··· Data extract

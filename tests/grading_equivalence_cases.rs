use serde_json::json;
use std::io::{BufRead, BufReader, Write};
use std::path::PathBuf;
use std::process::{Child, ChildStdin, ChildStdout, Command, Stdio};
use std::time::{SystemTime, UNIX_EPOCH};

fn temp_dir(prefix: &str) -> PathBuf {
    let p = std::env::temp_dir().join(format!(
        "{}-{}",
        prefix,
        SystemTime::now()
            .duration_since(UNIX_EPOCH)
            .expect("clock")
            .as_nanos()
    ));
    std::fs::create_dir_all(&p).expect("create temp dir");
    p
}

fn spawn_sidecar() -> (Child, ChildStdin, BufReader<ChildStdout>) {
    let exe = env!("CARGO_BIN_EXE_besmartd");
    let mut child = Command::new(exe)
        .stdin(Stdio::piped())
        .stdout(Stdio::piped())
        .stderr(Stdio::null())
        .spawn()
        .expect("spawn besmartd");
    let stdin = child.stdin.take().expect("child stdin");
    let stdout = child.stdout.take().expect("child stdout");
    (child, stdin, BufReader::new(stdout))
}

fn request(
    stdin: &mut ChildStdin,
    reader: &mut BufReader<ChildStdout>,
    id: &str,
    method: &str,
    params: serde_json::Value,
) -> serde_json::Value {
    let payload = json!({
        "id": id,
        "method": method,
        "params": params,
    });
    writeln!(stdin, "{}", payload).expect("write request");
    stdin.flush().expect("flush request");

    let mut line = String::new();
    reader.read_line(&mut line).expect("read response line");
    assert!(!line.trim().is_empty(), "empty response for {}", method);
    let value: serde_json::Value = serde_json::from_str(line.trim()).expect("parse response json");
    assert_eq!(value.get("id").and_then(|v| v.as_str()), Some(id));
    value
}

fn request_ok(
    stdin: &mut ChildStdin,
    reader: &mut BufReader<ChildStdout>,
    id: &str,
    method: &str,
    params: serde_json::Value,
) -> serde_json::Value {
    let value = request(stdin, reader, id, method, params);
    assert!(
        value.get("ok").and_then(|v| v.as_bool()).unwrap_or(false),
        "{} failed: {}",
        method,
        value
    );
    value.get("result").cloned().unwrap_or_else(|| json!({}))
}

/// The equivalence forms teachers actually author: fractions vs decimals,
/// equations, degree notation, synonym groups, unicode fractions,
/// comparison operators and thousand separators, all graded end to end.
#[test]
fn grading_endpoint_accepts_all_authoring_conventions() {
    let cases: [(&str, &str); 9] = [
        ("0.5", "1/2"),
        ("1/2", "0.5"),
        ("5", "2 + 3 = 5"),
        ("90°", "90 deg"),
        ("titik sudut dan sisi sudut", "titik sudut dan kaki/sisi sudut"),
        ("1/2", "½"),
        ("<", "<"),
        ("1/8", "0.125"),
        ("10000", "10.000"),
    ];

    let workspace = temp_dir("besmart-equivalence");
    let (_child, mut stdin, mut reader) = spawn_sidecar();

    let _ = request_ok(
        &mut stdin,
        &mut reader,
        "1",
        "workspace.select",
        json!({ "path": workspace.to_string_lossy() }),
    );
    let created = request_ok(
        &mut stdin,
        &mut reader,
        "2",
        "classes.create",
        json!({ "role": "admin", "name": "Math 4B" }),
    );
    let class_id = created
        .get("classId")
        .and_then(|v| v.as_str())
        .expect("classId")
        .to_string();
    let student = request_ok(
        &mut stdin,
        &mut reader,
        "3",
        "students.create",
        json!({
            "role": "teacher",
            "classId": class_id,
            "lastName": "Utami",
            "firstName": "Citra"
        }),
    );
    let student_id = student
        .get("studentId")
        .and_then(|v| v.as_str())
        .expect("studentId")
        .to_string();

    for (i, (selected, canonical)) in cases.iter().enumerate() {
        let question = request_ok(
            &mut stdin,
            &mut reader,
            &format!("q{}", i),
            "questions.create",
            json!({
                "role": "teacher",
                "classId": class_id,
                "prompt": format!("case {}", i),
                "correctAnswer": canonical
            }),
        );
        let question_id = question
            .get("questionId")
            .and_then(|v| v.as_str())
            .expect("questionId");

        let graded = request_ok(
            &mut stdin,
            &mut reader,
            &format!("a{}", i),
            "answers.submit",
            json!({
                "role": "student",
                "questionId": question_id,
                "studentId": student_id,
                "selected": selected
            }),
        );
        assert_eq!(
            graded.get("correct"),
            Some(&json!(true)),
            "expected {:?} to match {:?}",
            selected,
            canonical
        );
    }

    let _ = std::fs::remove_dir_all(workspace);
}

······

Goal of the exercise: Each line of the data is to be transcribed exactly.

Completed exercise:
filename tests/grading_equivalence_cases.rs
use serde_json::json;
use std::io::{BufRead, BufReader, Write};
use std::path::PathBuf;
use std::process::{Child, ChildStdin, ChildStdout, Command, Stdio};
use std::time::{SystemTime, UNIX_EPOCH};

fn temp_dir(prefix: &str) -> PathBuf {
    let p = std::env::temp_dir().join(format!(
        "{}-{}",
        prefix,
        SystemTime::now()
            .duration_since(UNIX_EPOCH)
            .expect("clock")
            .as_nanos()
    ));
    std::fs::create_dir_all(&p).expect("create temp dir");
    p
}

fn spawn_sidecar() -> (Child, ChildStdin, BufReader<ChildStdout>) {
    let exe = env!("CARGO_BIN_EXE_besmartd");
    let mut child = Command::new(exe)
        .stdin(Stdio::piped())
        .stdout(Stdio::piped())
        .stderr(Stdio::null())
        .spawn()
        .expect("spawn besmartd");
    let stdin = child.stdin.take().expect("child stdin");
    let stdout = child.stdout.take().expect("child stdout");
    (child, stdin, BufReader::new(stdout))
}

fn request(
    stdin: &mut ChildStdin,
    reader: &mut BufReader<ChildStdout>,
    id: &str,
    method: &str,
    params: serde_json::Value,
) -> serde_json::Value {
    let payload = json!({
        "id": id,
        "method": method,
        "params": params,
    });
    writeln!(stdin, "{}", payload).expect("write request");
    stdin.flush().expect("flush request");

    let mut line = String::new();
    reader.read_line(&mut line).expect("read response line");
    assert!(!line.trim().is_empty(), "empty response for {}", method);
    let value: serde_json::Value = serde_json::from_str(line.trim()).expect("parse response json");
    assert_eq!(value.get("id").and_then(|v| v.as_str()), Some(id));
    value
}

fn request_ok(
    stdin: &mut ChildStdin,
    reader: &mut BufReader<ChildStdout>,
    id: &str,
    method: &str,
    params: serde_json::Value,
) -> serde_json::Value {
    let value = request(stdin, reader, id, method, params);
    assert!(
        value.get("ok").and_then(|v| v.as_bool()).unwrap_or(false),
        "{} failed: {}",
        method,
        value
    );
    value.get("result").cloned().unwrap_or_else(|| json!({}))
}

/// The equivalence forms teachers actually author: fractions vs decimals,
/// equations, degree notation, synonym groups, unicode fractions,
/// comparison operators and thousand separators, all graded end to end.
#[test]
fn grading_endpoint_accepts_all_authoring_conventions() {
    let cases: [(&str, &str); 9] = [
        ("0.5", "1/2"),
        ("1/2", "0.5"),
        ("5", "2 + 3 = 5"),
        ("90°", "90 deg"),
        ("titik sudut dan sisi sudut", "titik sudut dan kaki/sisi sudut"),
        ("1/2", "½"),
        ("<", "<"),
        ("1/8", "0.125"),
        ("10000", "10.000"),
    ];

    let workspace = temp_dir("besmart-equivalence");
    let (_child, mut stdin, mut reader) = spawn_sidecar();

    let _ = request_ok(
        &mut stdin,
        &mut reader,
        "1",
        "workspace.select",
        json!({ "path": workspace.to_string_lossy() }),
    );
    let created = request_ok(
        &mut stdin,
        &mut reader,
        "2",
        "classes.create",
        json!({ "role": "admin", "name": "Math 4B" }),
    );
    let class_id = created
        .get("classId")
        .and_then(|v| v.as_str())
        .expect("classId")
        .to_string();
    let student = request_ok(
        &mut stdin,
        &mut reader,
        "3",
        "students.create",
        json!({
            "role": "teacher",
            "classId": class_id,
            "lastName": "Utami",
            "firstName": "Citra"
        }),
    );
    let student_id = student
        .get("studentId")
        .and_then(|v| v.as_str())
        .expect("studentId")
        .to_string();

    for (i, (selected, canonical)) in cases.iter().enumerate() {
        let question = request_ok(
            &mut stdin,
            &mut reader,
            &format!("q{}", i),
            "questions.create",
            json!({
                "role": "teacher",
                "classId": class_id,
                "prompt": format!("case {}", i),
                "correctAnswer": canonical
            }),
        );
        let question_id = question
            .get("questionId")
            .and_then(|v| v.as_str())
            .expect("questionId");

        let graded = request_ok(
            &mut stdin,
            &mut reader,
            &format!("a{}", i),
            "answers.submit",
            json!({
                "role": "student",
                "questionId": question_id,
                "studentId": student_id,
                "selected": selected
            }),
        );
        assert_eq!(
            graded.get("correct"),
            Some(&json!(true)),
            "expected {:?} to match {:?}",
            selected,
            canonical
        );
    }

    let _ = std::fs::remove_dir_all(workspace);
}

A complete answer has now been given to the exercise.